**Saved entries**

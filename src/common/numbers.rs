//!
//! Extraction of numbers from free-form text lines.
//
#[cfg(test)]
#[path = "../tests/common/numbers_test.rs"]
mod tests;
//
use regex::Regex;
use std::sync::OnceLock;
///
/// Optional minus, digits, optional fraction, or a bare fraction like `.125`.
const NUMBER_PATTERN: &str = r"-?(?:\d+(?:\.\d+)?|\.\d+)";
///
/// Same as [NUMBER_PATTERN], but digits glued to letters (`TK2`, `m3`) aren't numbers.
const WORD_NUMBER_PATTERN: &str = r"-?(?:\b\d+(?:\.\d+)?|\.\d+)\b";
//
//
fn number_regex() -> &'static Regex {
    static REGEX: OnceLock<Regex> = OnceLock::new();
    REGEX.get_or_init(|| Regex::new(NUMBER_PATTERN).expect("valid number pattern"))
}
//
//
fn word_number_regex() -> &'static Regex {
    static REGEX: OnceLock<Regex> = OnceLock::new();
    REGEX.get_or_init(|| Regex::new(WORD_NUMBER_PATTERN).expect("valid word number pattern"))
}
///
/// Returns all numbers found in `line` in their order.
///
/// With `skip_first` the first found number is dropped
/// (used for leading counters irrelevant to the table).
pub fn extract(line: &str, skip_first: bool) -> Vec<f64> {
    find(number_regex(), line, skip_first)
}
///
/// Returns numbers standing as separate words in `line` in their order.
///
/// Used for the lines mixing values with descriptions and units,
/// like `H.F.O.SETT.TK2  150.0` or `RHO 1.025 t/m3`.
pub fn extract_words(line: &str, skip_first: bool) -> Vec<f64> {
    find(word_number_regex(), line, skip_first)
}
//
//
fn find(regex: &Regex, line: &str, skip_first: bool) -> Vec<f64> {
    regex
        .find_iter(line)
        .skip(usize::from(skip_first))
        .filter_map(|token| token.as_str().parse().ok())
        .collect()
}
///
/// Returns whitespace separated numbers from the start of `line`.
///
/// Reading stops at the first token which isn't a number.
pub fn leading(line: &str) -> Vec<f64> {
    line.split_ascii_whitespace()
        .map_while(|token| token.parse().ok())
        .collect()
}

**TASK ITEM**
The records above are to be duplicated in full and exactly.

**WRITTEN REPLY**
filename src/common/numbers.rs
//!
//! Extraction of numbers from free-form text lines.
//
#[cfg(test)]
#[path = "../tests/common/numbers_test.rs"]
mod tests;
//
use regex::Regex;
use std::sync::OnceLock;
///
/// Optional minus, digits, optional fraction, or a bare fraction like `.125`.
const NUMBER_PATTERN: &str = r"-?(?:\d+(?:\.\d+)?|\.\d+)";
///
/// Same as [NUMBER_PATTERN], but digits glued to letters (`TK2`, `m3`) aren't numbers.
const WORD_NUMBER_PATTERN: &str = r"-?(?:\b\d+(?:\.\d+)?|\.\d+)\b";
//
//
fn number_regex() -> &'static Regex {
    static REGEX: OnceLock<Regex> = OnceLock::new();
    REGEX.get_or_init(|| Regex::new(NUMBER_PATTERN).expect("valid number pattern"))
}
//
//
fn word_number_regex() -> &'static Regex {
    static REGEX: OnceLock<Regex> = OnceLock::new();
    REGEX.get_or_init(|| Regex::new(WORD_NUMBER_PATTERN).expect("valid word number pattern"))
}
///
/// Returns all numbers found in `line` in their order.
///
/// With `skip_first` the first found number is dropped
/// (used for leading counters irrelevant to the table).
pub fn extract(line: &str, skip_first: bool) -> Vec<f64> {
    find(number_regex(), line, skip_first)
}
///
/// Returns numbers standing as separate words in `line` in their order.
///
/// Used for the lines mixing values with descriptions and units,
/// like `H.F.O.SETT.TK2  150.0` or `RHO 1.025 t/m3`.
pub fn extract_words(line: &str, skip_first: bool) -> Vec<f64> {
    find(word_number_regex(), line, skip_first)
}
//
//
fn find(regex: &Regex, line: &str, skip_first: bool) -> Vec<f64> {
    regex
        .find_iter(line)
        .skip(usize::from(skip_first))
        .filter_map(|token| token.as_str().parse().ok())
        .collect()
}
///
/// Returns whitespace separated numbers from the start of `line`.
///
/// Reading stops at the first token which isn't a number.
pub fn leading(line: &str) -> Vec<f64> {
    line.split_ascii_whitespace()
        .map_while(|token| token.parse().ok())
        .collect()
}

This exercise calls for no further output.